The Toxics Release Inventory was created in the 1980s, after 3,800 people died because of a toxic gas release at a Union Carbide plant in Bhopal, India.
The inventory, known as TRI, is administered by the Environmental Protection Agency.
Every year, the release of certain toxic chemicals are reported to the EPA and compiled in a public database.
Originally created to monitor chemicals released by manufacturers, the EPA has the power to expand the list of participating industries. Since its inception, mining operations, and utilities have been added to the list.
Oil and gas extraction is not on the list. But the Washington, D.C.-based Environmental Integrity Project is now trying to change that.
On Wednesday, EIP launched an online petition to have oil and gas extraction and hydraulic fracturing added to the TRI. The project director, Eric Schaeffer, said listing oil and gas operations would simply apply the same rules to this industry that are already applied to many others.
"The refinery sector and chemical plants, they've been reporting toxic chemical releases for decades," said Schaeffer during a press conference Wednesday. "The fact that you file a report that says what you're putting into the environment does not mean that the next day you close the plant."
The minimum emissions threshold for reporting at any given facility is about what is released by seven or eight wells, says Adam Kron, an attorney with EIP.
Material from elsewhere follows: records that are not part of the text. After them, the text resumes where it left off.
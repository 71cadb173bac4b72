//! An in-memory PAN-OS device.
//!
//! [`OfflineDevice`] answers the configuration verbs against a saved
//! configuration tree, with the same merge/replace/remove/reorder semantics
//! the XML API applies. Every request is kept in a journal so callers can
//! assert on the exact sequence that was sent. Commits copy the candidate
//! tree over the running one and are reported as already-finished jobs.

use std::collections::BTreeMap;
use std::path::Path;
use std::sync::{Mutex, MutexGuard};
use std::time::Duration;

use chrono::{DateTime, FixedOffset, Local};
use panos_xml::{parse, parse_file, write_file, XmlNode};
use tracing::debug;

use crate::client::{Client, Export, ExportRequest, ImportKind, ImportRequest, LogQuery, MovePosition};
use crate::error::PangoError;
use crate::version::{PluginInfo, Version};
use crate::xpath::{
    device_prefix, ensure, entry_xpath, remove, segment_names, segment_tag, select, select_mut,
    split, TemplateRef,
};

/// One journaled request.
#[derive(Debug, Clone, PartialEq, Eq)]
pub struct Request {
    pub verb: &'static str,
    pub xpath: String,
    pub element: String,
}

struct State {
    candidate: XmlNode,
    running: XmlNode,
    journal: Vec<Request>,
    jobs: BTreeMap<u64, String>,
}

/// A [`Client`] backed by a configuration tree instead of a device.
pub struct OfflineDevice {
    version: Version,
    plugins: Vec<PluginInfo>,
    clock: Option<DateTime<FixedOffset>>,
    state: Mutex<State>,
}
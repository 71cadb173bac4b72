use panos_xml::{parse, parse_file, write, write_file, write_pretty};
use pretty_assertions::assert_eq;

const RUNNING: &str = r#"<?xml version="1.0"?>
<config version="10.0.0">
  <devices>
    <entry name="localhost.localdomain">
      <vsys>
        <entry name="vsys1">
          <address>
            <entry name="web"><ip-netmask>10.0.0.5/32</ip-netmask><description>a &amp; b</description></entry>
          </address>
        </entry>
      </vsys>
    </entry>
  </devices>
</config>"#;

#[test]
fn parse_write_parse_round_trip_preserves_tree_shape() {
    let first = parse(RUNNING.as_bytes()).expect("initial parse should succeed");

    let written = write(&first).expect("write should succeed");
    let second = parse(&written).expect("re-parse should succeed");

    assert_eq!(first, second);
    assert_eq!(
        second.get_text(&["devices", "entry", "vsys", "entry", "address", "entry", "description"]),
        Some("a & b")
    );
}

#[test]
fn compact_write_matches_display() {
    let node = parse(br#"<entry name="a"><tag><member>t1</member></tag></entry>"#).expect("parse");
    let bytes = write(&node).expect("write");
    assert_eq!(String::from_utf8(bytes).expect("utf8"), node.to_string());
}

#[test]
fn pretty_write_reparses_identically() {
    let node = parse(RUNNING.as_bytes()).expect("parse");
    let pretty = write_pretty(&node).expect("pretty");
    assert_eq!(parse(&pretty).expect("reparse"), node);
}

#[test]
fn parse_and_write_file_round_trip() {
    let out_dir = tempfile::tempdir().expect("tempdir should be created");
    let out_path = out_dir.path().join("roundtrip.xml");

    let node = parse(RUNNING.as_bytes()).expect("parse should succeed");
    write_file(&node, &out_path).expect("write_file should succeed");

    let reparsed = parse_file(&out_path).expect("parse_file should succeed");
    assert_eq!(node, reparsed);
}

#[test]
fn saved_file_carries_a_declaration() {
    let out_dir = tempfile::tempdir().expect("tempdir should be created");
    let out_path = out_dir.path().join("running.xml");
    let node = parse(br#"<config version="10.0.0"><shared/></config>"#).expect("parse");
    write_file(&node, &out_path).expect("write_file should succeed");

    let saved = std::fs::read_to_string(&out_path).expect("read back");
    assert!(saved.starts_with(r#"<?xml version="1.0"?>"#));
    assert!(saved.contains("\n<config version=\"10.0.0\">"));
    assert!(saved.ends_with("</config>\n"));
}

#[test]
fn write_file_reports_the_path() {
    let out_dir = tempfile::tempdir().expect("tempdir should be created");
    let out_path = out_dir.path().join("missing").join("running.xml");
    let node = parse(b"<config/>").expect("parse");
    let err = write_file(&node, &out_path).expect_err("missing directory");
    assert!(err.to_string().contains("running.xml"));
}
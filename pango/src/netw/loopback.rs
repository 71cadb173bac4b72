//! Loopback interfaces.

use std::collections::BTreeMap;

use panos_xml::XmlNode;
use serde::{Deserialize, Serialize};

use crate::client::ImportKind;
use crate::codec::{era, ImportableObject, Normalizer, Object, Specifier, Wire};
use crate::error::PangoError;
use crate::version::Version;
use crate::wire::{
    entry_names, entry_node, expect_tag, flag, number, raw, raw_slot, store_raw, text, Emit, EntryType,
    RawXml,
};
use crate::xpath::{entry_xpath, NetworkScope};

const KIND: &str = "loopback interface";

#[derive(Debug, Clone, Default, PartialEq, Eq, Serialize, Deserialize)]
#[serde(default)]
pub struct Loopback {
    pub name: String,
    pub static_ips: Vec<String>,
    pub management_profile: String,
    pub mtu: u32,
    pub adjust_tcp_mss: bool,
    pub ipv4_mss_adjust: u32,
    pub ipv6_mss_adjust: u32,
    pub netflow_profile: String,
    pub comment: String,
    pub raw: BTreeMap<String, String>,
}

impl Object for Loopback {
    const KIND: &'static str = KIND;
    type Location = NetworkScope;

    fn name(&self) -> &str {
        &self.name
    }

    fn name_mut(&mut self) -> &mut String {
        &mut self.name
    }

    fn xpath(loc: &NetworkScope, names: &[String]) -> Result<Vec<String>, PangoError> {
        let mut path = loc.network_prefix()?;
        path.push("interface".to_string());
        path.push("loopback".to_string());
        path.push("units".to_string());
        path.push(entry_xpath(names));
        Ok(path)
    }

    fn versioning(_version: &Version) -> (Normalizer<Self>, Specifier<Self>) {
        era::<EntryV1>()
    }
}

impl ImportableObject for Loopback {
    const IMPORT_KIND: ImportKind = ImportKind::Interface;

    fn import_target(loc: &NetworkScope) -> (String, String) {
        loc.import_target()
    }
}

struct EntryV1 {
    name: String,
    ips: Vec<String>,
    ipv6: Option<RawXml>,
    management_profile: String,
    mtu: u32,
    adjust_tcp_mss: bool,
    ipv4_mss_adjust: u32,
    ipv6_mss_adjust: u32,
    netflow_profile: String,
    comment: String,
}

impl Wire for EntryV1 {
    type Entry = Loopback;

    fn specify(e: &Loopback) -> Result<Self, PangoError> {
        Ok(Self {
            name: e.name.clone(),
            ips: e.static_ips.clone(),
            ipv6: raw_slot(&e.raw, "ipv6")?,
            management_profile: e.management_profile.clone(),
            mtu: e.mtu,
            adjust_tcp_mss: e.adjust_tcp_mss,
            ipv4_mss_adjust: e.ipv4_mss_adjust,
            ipv6_mss_adjust: e.ipv6_mss_adjust,
            netflow_profile: e.netflow_profile.clone(),
            comment: e.comment.clone(),
        })
    }

    fn normalize(self) -> Loopback {
        let mut raw = BTreeMap::new();
        store_raw(&mut raw, "ipv6", &self.ipv6);
        Loopback {
            name: self.name,
            static_ips: self.ips,
            management_profile: self.management_profile,
            mtu: self.mtu,
            adjust_tcp_mss: self.adjust_tcp_mss,
            ipv4_mss_adjust: self.ipv4_mss_adjust,
            ipv6_mss_adjust: self.ipv6_mss_adjust,
            netflow_profile: self.netflow_profile,
            comment: self.comment,
            raw,
        }
    }

    fn decode(node: &XmlNode) -> Result<Self, PangoError> {
        expect_tag(node, "entry", KIND)?;
        Ok(Self {
            name: node.attribute("name").unwrap_or_default().to_string(),
            ips: entry_names(node, &["ip"]),
            ipv6: raw(node, &["ipv6"]),
            management_profile: text(node, &["interface-management-profile"]),
            mtu: number(node, &["mtu"], KIND)?,
            adjust_tcp_mss: flag(node, &["adjust-tcp-mss", "enable"]),
            ipv4_mss_adjust: number(node, &["adjust-tcp-mss", "ipv4-mss-adjustment"], KIND)?,
            ipv6_mss_adjust: number(node, &["adjust-tcp-mss", "ipv6-mss-adjustment"], KIND)?,
            netflow_profile: text(node, &["netflow-profile"]),
            comment: text(node, &["comment"]),
        })
    }

    fn encode(&self) -> XmlNode {
        let mut node = entry_node(&self.name);
        if !self.ips.is_empty() {
            node.children.push(EntryType(self.ips.clone()).to_node("ip"));
        }
        node.raw_el("ipv6", &self.ipv6);
        node.text_el("interface-management-profile", &self.management_profile);
        node.num_el("mtu", self.mtu);
        if self.adjust_tcp_mss || self.ipv4_mss_adjust != 0 || self.ipv6_mss_adjust != 0 {
            let mut mss = XmlNode::new("adjust-tcp-mss");
            mss.flag_el("enable", self.adjust_tcp_mss);
            mss.num_el("ipv4-mss-adjustment", self.ipv4_mss_adjust);
            mss.num_el("ipv6-mss-adjustment", self.ipv6_mss_adjust);
            node.children.push(mss);
        }
        node.text_el("netflow-profile", &self.netflow_profile);
        node.text_el("comment", &self.comment);
        node
    }
}

#[cfg(test)]
mod tests {
    use std::collections::BTreeMap;

    use super::Loopback;
    use crate::codec::Object;
    use crate::version::{V7_0, V9_0};

    fn loopback() -> Loopback {
        let mut raw = BTreeMap::new();
        raw.insert(
            "ipv6".to_string(),
            "<enabled>yes</enabled><interface-id>EUI-64</interface-id>".to_string(),
        );
        Loopback {
            name: "loopback.7".to_string(),
            static_ips: vec!["10.255.0.7/32".to_string()],
            management_profile: "ping".to_string(),
            mtu: 1500,
            adjust_tcp_mss: true,
            ipv4_mss_adjust: 40,
            ipv6_mss_adjust: 60,
            comment: "router id".to_string(),
            raw,
            ..Loopback::default()
        }
    }

    #[test]
    fn round_trips_with_raw_ipv6() {
        for version in [V7_0, V9_0] {
            let node = loopback().specify(&version).expect("specify");
            assert_eq!(Loopback::normalize(&node, &version).expect("normalize"), loopback());
        }
        let node = loopback().specify(&V9_0).expect("specify");
        assert_eq!(node.get_text(&["ipv6", "interface-id"]), Some("EUI-64"));
        assert_eq!(node.get_text(&["adjust-tcp-mss", "enable"]), Some("yes"));
        assert_eq!(node.find(&["ip", "entry"]).and_then(|n| n.attribute("name")), Some("10.255.0.7/32"));
    }

    #[test]
    fn volatile_attributes_are_dropped_from_raw() {
        let node = panos_xml::parse(
            br#"<entry name="loopback.1"><ipv6 admin="alice" dirtyId="2"><enabled admin="alice" time="2024/01/01 10:00:00">no</enabled></ipv6></entry>"#,
        )
        .expect("parse");
        let e = Loopback::normalize(&node, &V9_0).expect("normalize");
        assert_eq!(e.raw.get("ipv6").map(String::as_str), Some("<enabled>no</enabled>"));
        assert!(e.static_ips.is_empty());
    }
}
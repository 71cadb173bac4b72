//! The transport contract the namespaces are written against.
//!
//! A [`Client`] owns the session: authentication, the negotiated PAN-OS
//! version and the installed plugin list. Every namespace operation reaches
//! the device through exactly one of these methods, so implementations are
//! free to be blocking HTTP clients, recorders, or the in-memory
//! [`OfflineDevice`](crate::offline::OfflineDevice).

use std::collections::BTreeMap;
use std::fmt::{self, Display, Formatter};
use std::thread;
use std::time::Duration;

use chrono::{DateTime, FixedOffset};

use crate::error::PangoError;
use crate::version::{PluginInfo, Version};
use crate::wire::parse_response;

/// Network object families that must be imported into a vsys.
#[derive(Debug, Clone, Copy, PartialEq, Eq, Hash)]
pub enum ImportKind {
    Interface,
    VirtualRouter,
    Vlan,
    VirtualWire,
}

impl ImportKind {
    /// Element name under `import/network`.
    pub fn as_str(self) -> &'static str {
        match self {
            Self::Interface => "interface",
            Self::VirtualRouter => "virtual-router",
            Self::Vlan => "vlan",
            Self::VirtualWire => "virtual-wire",
        }
    }
}

impl Display for ImportKind {
    fn fmt(&self, f: &mut Formatter<'_>) -> fmt::Result {
        f.write_str(self.as_str())
    }
}

/// Destination of a single `move` request.
#[derive(Debug, Clone, PartialEq, Eq)]
pub enum MovePosition {
    Top,
    Bottom,
    Before(String),
    After(String),
}

impl MovePosition {
    /// Value of the `where=` parameter.
    pub fn where_param(&self) -> &'static str {
        match self {
            Self::Top => "top",
            Self::Bottom => "bottom",
            Self::Before(_) => "before",
            Self::After(_) => "after",
        }
    }

    /// Value of the `dst=` parameter, if any.
    pub fn anchor(&self) -> Option<&str> {
        match self {
            Self::Before(anchor) | Self::After(anchor) => Some(anchor),
            Self::Top | Self::Bottom => None,
        }
    }
}

/// Log retrieval order.
#[derive(Debug, Clone, Copy, Default, PartialEq, Eq)]
pub enum Direction {
    #[default]
    Backward,
    Forward,
}

impl Direction {
    pub fn as_str(self) -> &'static str {
        match self {
            Self::Backward => "backward",
            Self::Forward => "forward",
        }
    }
}

/// A `type=log` query submission.
#[derive(Debug, Clone, Default, PartialEq, Eq)]
pub struct LogQuery {
    /// Log category such as `config`, `traffic` or `system`.
    pub log_type: String,
    pub query: String,
    pub direction: Direction,
    /// Number of logs to return; zero leaves it to the device.
    pub nlogs: u32,
    pub skip: u32,
    pub extras: BTreeMap<String, String>,
}

/// A `type=import` upload.
#[derive(Debug, Clone, Default, PartialEq, Eq)]
pub struct ImportRequest {
    pub category: String,
    pub filename: String,
    pub content: Vec<u8>,
    pub timeout: Option<Duration>,
    pub extras: BTreeMap<String, String>,
}

/// A `type=export` download request.
#[derive(Debug, Clone, Default, PartialEq, Eq)]
pub struct ExportRequest {
    pub category: String,
    pub timeout: Option<Duration>,
    pub extras: BTreeMap<String, String>,
}

/// Exported file contents.
#[derive(Debug, Clone, Default, PartialEq, Eq)]
pub struct Export {
    pub filename: Option<String>,
    pub body: Vec<u8>,
}

/// Capability interface consumed by every namespace.
///
/// Methods returning bytes hand back the full `<response>` document; a
/// `status="error"` reply must be surfaced as [`PangoError::Panos`].
pub trait Client: Send + Sync {
    /// Version of the connected device.
    fn versioning(&self) -> Version;

    /// Plugins reported by the device.
    fn plugins(&self) -> Vec<PluginInfo>;

    /// Current wall-clock time on the device, with its UTC offset.
    fn clock(&self) -> Result<DateTime<FixedOffset>, PangoError>;

    /// `type=config&action=get` (candidate configuration).
    fn get(&self, xpath: &str) -> Result<Vec<u8>, PangoError>;

    /// `type=config&action=show` (running configuration).
    fn show(&self, xpath: &str) -> Result<Vec<u8>, PangoError>;

    fn set(&self, xpath: &str, element: &str) -> Result<Vec<u8>, PangoError>;

    fn edit(&self, xpath: &str, element: &str) -> Result<Vec<u8>, PangoError>;

    fn delete(&self, xpath: &str) -> Result<Vec<u8>, PangoError>;

    fn move_entry(&self, xpath: &str, position: &MovePosition) -> Result<Vec<u8>, PangoError>;

    /// `type=op`; an empty `vsys` targets the device.
    fn op(&self, cmd: &str, vsys: &str) -> Result<Vec<u8>, PangoError>;

    /// `type=user-id`.
    fn uid(&self, message: &str, vsys: &str) -> Result<Vec<u8>, PangoError>;

    /// `type=commit`.
    fn commit(&self, cmd: &str) -> Result<Vec<u8>, PangoError>;

    /// Submit a log query; the response carries the job id.
    fn log(&self, query: &LogQuery) -> Result<Vec<u8>, PangoError>;

    /// `type=log&action=get&job-id=N`.
    fn log_result(&self, job_id: u64) -> Result<Vec<u8>, PangoError>;

    fn import(&self, request: &ImportRequest) -> Result<Vec<u8>, PangoError>;

    fn export(&self, request: &ExportRequest) -> Result<Export, PangoError>;

    /// Attach `names` to `vsys`, inside `template`/`template_stack` when set.
    fn vsys_import(
        &self,
        kind: ImportKind,
        template: &str,
        template_stack: &str,
        vsys: &str,
        names: &[String],
    ) -> Result<(), PangoError>;

    /// Detach `names` from whichever vsys currently imports them.
    fn vsys_unimport(
        &self,
        kind: ImportKind,
        template: &str,
        template_stack: &str,
        names: &[String],
    ) -> Result<(), PangoError>;

    /// Suspend between polls.
    fn sleep(&self, duration: Duration) {
        thread::sleep(duration);
    }

    /// Poll a log job every `poll` until the device reports `FIN`.
    ///
    /// `max_wait` is measured in accumulated poll intervals, so `poll` must be
    /// non-zero. Returns the final response document.
    fn wait_for_logs(
        &self,
        job_id: u64,
        poll: Duration,
        max_wait: Option<Duration>,
    ) -> Result<Vec<u8>, PangoError> {
        if poll.is_zero() {
            return Err(PangoError::validation("log poll interval must be non-zero"));
        }
        let mut waited = Duration::ZERO;
        loop {
            let body = self.log_result(job_id)?;
            let response = parse_response(&body)?;
            let status = response
                .get_text(&["result", "job", "status"])
                .unwrap_or_default();
            if status == "FIN" {
                return Ok(body);
            }
            if let Some(max) = max_wait {
                if waited >= max {
                    return Err(PangoError::Timeout {
                        what: format!("log job {job_id}"),
                        waited: max,
                    });
                }
            }
            self.sleep(poll);
            waited += poll;
        }
    }
}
Kron and other environmental advocates say that drilling operations where wells and processing tanks are clustered together should be measured as one facility; as opposed to assessing the environmental impact of individual wells or tanks separately.
Independent Oil and Gas Association of New York spokesperson (IOGA) Cherie Messore says the rule change is unnecessary, especially in New York.
"In New York State, the natural gas industry is already required to provide the NYS Department of Environmental Conservation with a listing of any or all chemicals used in the extraction process," says Messore.
However, those disclosures are often confidential because of intellectual property rights.
"Additionally, operators also voluntarily list all chemicals used on fracfocus.org, the user-friendly, searchable database of all energy related drilling sites," says Messore.
Eight states require disclosure of chemicals to FracFocus.org. But they do not include total amounts used, only the percentage of the frack fluid for each chemical, and the reporting is only for chemicals used in fracturing fluid.
The site, which is administered by industry and the Groundwater Protection Council, gives the following reason for exclusion from the TRI:
This is not an exemption in the law. Rather it is a decision by EPA that this industry is not a high priority for reporting under TRI. Part of the rationale for this decision is based on the fact that most of the information required under TRI is already reported by producers to state agencies that make it publicly available. Also, TRI reporting from the hundreds of thousands of oil and gas sites would overwhelm the existing EPA reporting system and make it difficult to extract meaningful data from the massive amount of information submitted.
Bruce Baizel, a staff attorney with Earthworks, says the reporting on FracFocus and the federal government's reporting requirements are all inadequate.
"There is no functional way on any kind of reporting website such as FracFocus to aggregate the volume of toxic chemicals being used for a particular state or geographic region," says Baziel.